Nico Muhly sounds off
The idea of an early-music festival commissioning a new piece might seem contradictory. But the works of Nico Muhly blend the inspirations of past and present so seamlessly and ingeniously that the paradox dissolves. In addition to a large number of works for standard modern forces, Muhly, 32, has written for early-music groups such as Fretwork, the Hilliard Ensemble, and the Holland Baroque Society.
His newest work in this vein is “Aston Magna,” for two violins, viola da gamba, and harpsichord. It was commissioned by the eponymous period-instrument festival, which is scheduled to premiere the piece in three concerts this week. Yet the piece is not named for the festival, but for the Great Barrington estate after which it was named. The 50-acre site, itself named after an idyllic English village, was bought in 1971 by Lee Elman, a businessman who would co-found the music festival a year later. Elman still serves on Aston Magna’s board, and it was he who selected Muhly to write a new piece for this summer’s concert series.
“The music fits in very well with the Aston Magna Festival’s musical fare,” artistic director Daniel Stepner wrote in an
e-mail. “Baroque music’s patterned sequences and (as in Bach) complex yet organic counterpoint find echoes in Nico’s music, and in this piece in particular.”
Though Muhly has been to Aston Magna several times, the piece is meant not as a strict aural description; rather, it uses the estate — its structure and shape — as an imaginative catalyst. “In a sense, I was trying to figure out what makes that specific not just house, but also site, unique in the world,” he said during a recent phone conversation from his parents’ home in Vermont. “It’s a place [with] a sort of special quality of outdoor space — how trees are organized, how shade is organized. I think that’s something that’s unique to the Berkshires. But also specifically, this estate is a specific version of that.”
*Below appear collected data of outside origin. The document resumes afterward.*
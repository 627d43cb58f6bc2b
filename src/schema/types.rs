use crate::features::FeatureSet;
use crate::naming::EntityNames;
use serde::Deserialize;
use serde_json::Value;
use std::fmt;

/// Target-language field kind after type-token normalization.
///
/// Unknown tokens degrade to [`FieldKind::Text`]; normalization never fails
/// on a type token.
#[derive(Debug, Clone, Copy, PartialEq, Eq)]
pub enum FieldKind {
    Integer,
    Decimal,
    Text,
    Date,
    DateTime,
    Boolean,
}

impl FieldKind {
    pub fn from_token(token: &str) -> FieldKind {
        match token.trim().to_lowercase().as_str() {
            "int" | "integer" | "bigint" | "smallint" | "tinyint" => FieldKind::Integer,
            "decimal" | "float" | "double" | "real" | "number" => FieldKind::Decimal,
            "bool" | "boolean" => FieldKind::Boolean,
            "date" => FieldKind::Date,
            "datetime" | "timestamp" => FieldKind::DateTime,
            _ => FieldKind::Text,
        }
    }

    /// TypeScript model type. Booleans travel as 0/1 numbers on the wire.
    pub fn ts_type(&self) -> &'static str {
        match self {
            FieldKind::Integer | FieldKind::Decimal | FieldKind::Boolean => "number",
            FieldKind::Text | FieldKind::Date | FieldKind::DateTime => "string",
        }
    }

    pub fn is_numeric(&self) -> bool {
        matches!(self, FieldKind::Integer | FieldKind::Decimal)
    }
}

impl fmt::Display for FieldKind {
    fn fmt(&self, f: &mut fmt::Formatter<'_>) -> fmt::Result {
        let s = match self {
            FieldKind::Integer => "Integer",
            FieldKind::Decimal => "Decimal",
            FieldKind::Text => "Text",
            FieldKind::Date => "Date",
            FieldKind::DateTime => "DateTime",
            FieldKind::Boolean => "Boolean",
        };
        write!(f, "{}", s)
    }
}

/// UI input control the edit form renders for a field.
#[derive(Debug, Clone, Copy, PartialEq, Eq)]
pub enum InputKind {
    Text,
    Email,
    Password,
    Number,
    Radio,
    Date,
    DateTime,
}

impl InputKind {
    /// Parse an explicit `input` hint. Unknown hints return `None` so the
    /// caller falls back to inference.
    pub fn from_hint(hint: &str) -> Option<InputKind> {
        match hint.trim().to_lowercase().as_str() {
            "text" => Some(InputKind::Text),
            "email" => Some(InputKind::Email),
            "senha" | "password" => Some(InputKind::Password),
            "number" => Some(InputKind::Number),
            "radio" => Some(InputKind::Radio),
            "date" => Some(InputKind::Date),
            "datetime" => Some(InputKind::DateTime),
            _ => None,
        }
    }

    /// Literal used in the generated TypeScript field metadata. The password
    /// token stays `senha` because the generated form templates key on it.
    pub fn token(&self) -> &'static str {
        match self {
            InputKind::Text => "text",
            InputKind::Email => "email",
            InputKind::Password => "senha",
            InputKind::Number => "number",
            InputKind::Radio => "radio",
            InputKind::Date => "date",
            InputKind::DateTime => "datetime",
        }
    }

    /// HTML `type` attribute for the edit-form input element. Radio groups
    /// render their own element, so the value is unused there.
    pub fn html_input_type(&self) -> &'static str {
        match self {
            InputKind::Text | InputKind::Radio => "text",
            InputKind::Email => "email",
            InputKind::Password => "password",
            InputKind::Number => "number",
            InputKind::Date | InputKind::DateTime => "date",
        }
    }
}

impl fmt::Display for InputKind {
    fn fmt(&self, f: &mut fmt::Formatter<'_>) -> fmt::Result {
        write!(f, "{}", self.token())
    }
}

/// One canonical field. Downstream stages read this shape exclusively;
/// no raw-dialect detail survives past normalization.
#[derive(Debug, Clone, PartialEq)]
pub struct Field {
    pub name: String,
    pub kind: FieldKind,
    pub input: InputKind,
    pub label: String,
    pub max_length: Option<u32>,
    pub required: bool,
    pub readonly: bool,
    pub primary_key: bool,
    pub listed: bool,
    pub default_value: Option<Value>,
}

impl Field {
    pub fn ts_type(&self) -> &'static str {
        self.kind.ts_type()
    }

    /// Whether the submit payload casts this field through `Number(...)`.
    pub fn casts_to_number(&self) -> bool {
        self.kind.ts_type() == "number"
    }

    /// Render the declared default as a TypeScript literal, when one exists
    /// and is representable.
    pub fn default_literal(&self) -> Option<String> {
        match self.default_value.as_ref()? {
            Value::Number(n) => Some(n.to_string()),
            Value::Bool(b) => Some(if *b { "1" } else { "0" }.to_string()),
            Value::String(s) => Some(format!("'{}'", s.replace('\\', "\\\\").replace('\'', "\\'"))),
            _ => None,
        }
    }
}

/// Policy applied when no field carries an explicit primary-key flag.
#[derive(Debug, Clone, Copy, Default, PartialEq, Eq, Deserialize)]
#[serde(rename_all = "kebab-case")]
pub enum PkFallback {
    /// First declared field becomes the key.
    #[default]
    FirstField,
    /// A field literally named `id` becomes the key; first declared field
    /// when no such field exists.
    NamedId,
}

/// Fully normalized entity: identifiers, canonical fields, resolved features.
#[derive(Debug, Clone)]
pub struct EntityModel {
    pub names: EntityNames,
    pub fields: Vec<Field>,
    pub features: FeatureSet,
}

impl EntityModel {
    /// First field carrying the primary-key flag.
    pub fn primary_key(&self) -> Option<&Field> {
        self.fields.iter().find(|f| f.primary_key)
    }

    /// Fields shown in the list view: the explicitly listed ones, or the
    /// first two declared when none are marked.
    pub fn listed_fields(&self) -> Vec<&Field> {
        let marked: Vec<&Field> = self.fields.iter().filter(|f| f.listed).collect();
        if !marked.is_empty() {
            return marked;
        }
        self.fields.iter().take(2).collect()
    }
}
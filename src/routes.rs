//! Route aggregation across all generated entities.
//!
//! Aggregation is a barrier stage: it runs only after every entity finished
//! composing, because the default redirect and the guard policy depend on the
//! full batch. Entities that failed generation contribute no entries.

use crate::features::FeatureSet;
use crate::naming::EntityNames;

/// Navigation role of one route entry.
#[derive(Debug, Clone, Copy, PartialEq, Eq)]
pub enum RouteRole {
    List,
    Create,
    Edit,
}

/// One navigable entry in the aggregated routing table.
#[derive(Debug, Clone, PartialEq, Eq)]
pub struct RouteEntry {
    /// Path pattern relative to the application root (`users`, `users/new`,
    /// `users/edit/:id`).
    pub path: String,
    pub role: RouteRole,
    /// Entity type name, used for the lazy-loaded component symbol.
    pub type_name: String,
    /// Entity slug, used for the component folder and file names.
    pub slug: String,
    /// Whether the entry requires an authenticated session.
    pub guarded: bool,
}

impl RouteEntry {
    pub fn is_list(&self) -> bool {
        self.role == RouteRole::List
    }
}

/// The aggregated routing table across every successfully generated entity.
#[derive(Debug, Clone, Default, PartialEq, Eq)]
pub struct RouteTable {
    /// Three entries per entity, in entity-declaration order.
    pub entries: Vec<RouteEntry>,
    /// Guard policy is global: one authenticated entity guards the batch.
    pub guarded: bool,
    /// Path the empty route redirects to. The first entity's list route, or
    /// `login` when the batch is guarded. Empty when there are no entities.
    pub default_redirect: String,
}

impl RouteTable {
    pub fn aggregate(entities: &[(EntityNames, FeatureSet)]) -> RouteTable {
        let guarded = entities.iter().any(|(_, features)| features.auth);

        let mut entries = Vec::with_capacity(entities.len() * 3);
        for (names, _) in entities {
            let segment = &names.route_segment;
            entries.push(RouteEntry {
                path: segment.clone(),
                role: RouteRole::List,
                type_name: names.type_name.clone(),
                slug: names.slug.clone(),
                guarded,
            });
            entries.push(RouteEntry {
                path: format!("{}/new", segment),
                role: RouteRole::Create,
                type_name: names.type_name.clone(),
                slug: names.slug.clone(),
                guarded,
            });
            entries.push(RouteEntry {
                path: format!("{}/edit/:id", segment),
                role: RouteRole::Edit,
                type_name: names.type_name.clone(),
                slug: names.slug.clone(),
                guarded,
            });
        }

        let default_redirect = if guarded {
            "login".to_string()
        } else {
            entries.first().map(|e| e.path.clone()).unwrap_or_default()
        };

        RouteTable {
            entries,
            guarded,
            default_redirect,
        }
    }
}
pub mod temp_files {
    use std::path::PathBuf;
    use std::sync::atomic::{AtomicUsize, Ordering};
    use std::sync::Mutex;
    use std::time::{SystemTime, UNIX_EPOCH};

    // Global counter and lock for thread-safe temporary file creation
    static TEMP_COUNTER: AtomicUsize = AtomicUsize::new(0);
    static TEMP_LOCK: Mutex<()> = Mutex::new(());

    /// Creates a temporary spec document with a guaranteed unique name to
    /// prevent race conditions between parallel tests.
    pub fn create_temp_spec(content: &str) -> PathBuf {
        let _lock = TEMP_LOCK.lock().unwrap();
        let counter = TEMP_COUNTER.fetch_add(1, Ordering::SeqCst);
        let nanos = SystemTime::now()
            .duration_since(UNIX_EPOCH)
            .unwrap()
            .as_nanos();

        let path = std::env::temp_dir().join(format!(
            "telagen_test_{}_{}_{}.json",
            std::process::id(),
            counter,
            nanos
        ));

        std::fs::write(&path, content).unwrap();
        path
    }

    /// Creates a uniquely named empty directory for generation output.
    pub fn create_out_dir() -> PathBuf {
        let _lock = TEMP_LOCK.lock().unwrap();
        let counter = TEMP_COUNTER.fetch_add(1, Ordering::SeqCst);
        let nanos = SystemTime::now()
            .duration_since(UNIX_EPOCH)
            .unwrap()
            .as_nanos();

        let dir = std::env::temp_dir().join(format!(
            "telagen_out_{}_{}_{}",
            std::process::id(),
            counter,
            nanos
        ));
        std::fs::create_dir_all(&dir).unwrap();
        dir
    }

    /// Cleanup temporary files (best effort)
    pub fn cleanup_temp_files(paths: &[PathBuf]) {
        for path in paths {
            let _ = std::fs::remove_file(path);
        }
    }

    /// Cleanup output directories (best effort)
    pub fn cleanup_dirs(dirs: &[PathBuf]) {
        for dir in dirs {
            let _ = std::fs::remove_dir_all(dir);
        }
    }
}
There are five movements, each named after one part of the estate. The first and fifth (“The Grove”) are mirror images of one another; between them come “The Studio,” “The Pool/Sky,” and “The Salon.” There is a clear distinction, Muhly said, between the indoor and outdoor musics.
“I’ve been interested for a lot of years in music that changes incredibly slowly, and is based on atmospheres and ambiences rather than a sort of Romantic narrative,” he explained. “The outdoor music in this case is very static. It’s music that’s meant to just exist in a space; there’s no real thrust to it. On the other hand, the indoor space music is much more directional and much more workmanlike. It feels like people are getting things done. What’s great about period strings is that they can do both.
“It’s a very simple piece, I have to say,” he continued. “I wasn’t trying to make anything incredibly complicated; I was really interested in saying, this is a very simple expression of this house and this space and this architecture and the landscape.”
Things are not always so straightforward. Last fall Muhly’s opera “Two Boys” had its American premiere at the Metropolitan Opera. Because the commission came early in the tenure of Met general manager Peter Gelb, it carried what Muhly in a blog post called “a huge matrix of expectations about it and what it Meant.” Having volunteered to do “an unreal amount of press” for the opera, he grew disenchanted with the incessant focus on trends rather than notes, “imagined patterns rather than musical ones.” He generally doesn’t read stories written about him, preferring to remain disengaged from, as he put it during the interview, “the economy of press and reviews and previews and all of that.”
Muhly is so sharply critical of the state of music writing in his blog post — “It’s a vile little human-centipede situation” — that it seemed worth asking whether he thought that it serves any useful purpose.
“I’m sure it does,” he answered. “I do it myself. I just think I do it better than everyone else.”
He laughed, because he was partly joking. But he was also serious. He has written frequently about music, including a brilliant review of Beyoncé’s 2013 eponymous album for the website The Talkhouse.
“When I write about music, I write about it as someone that makes it,” he said. “I write it from the point of view of someone who understands how things work.” What sets off his alarms is the kind of writing that aims only at grander cultural meanings, and skips engagement with the music at hand. For him, criticism needs to be rooted in a curiosity about the guts of the piece under scrutiny.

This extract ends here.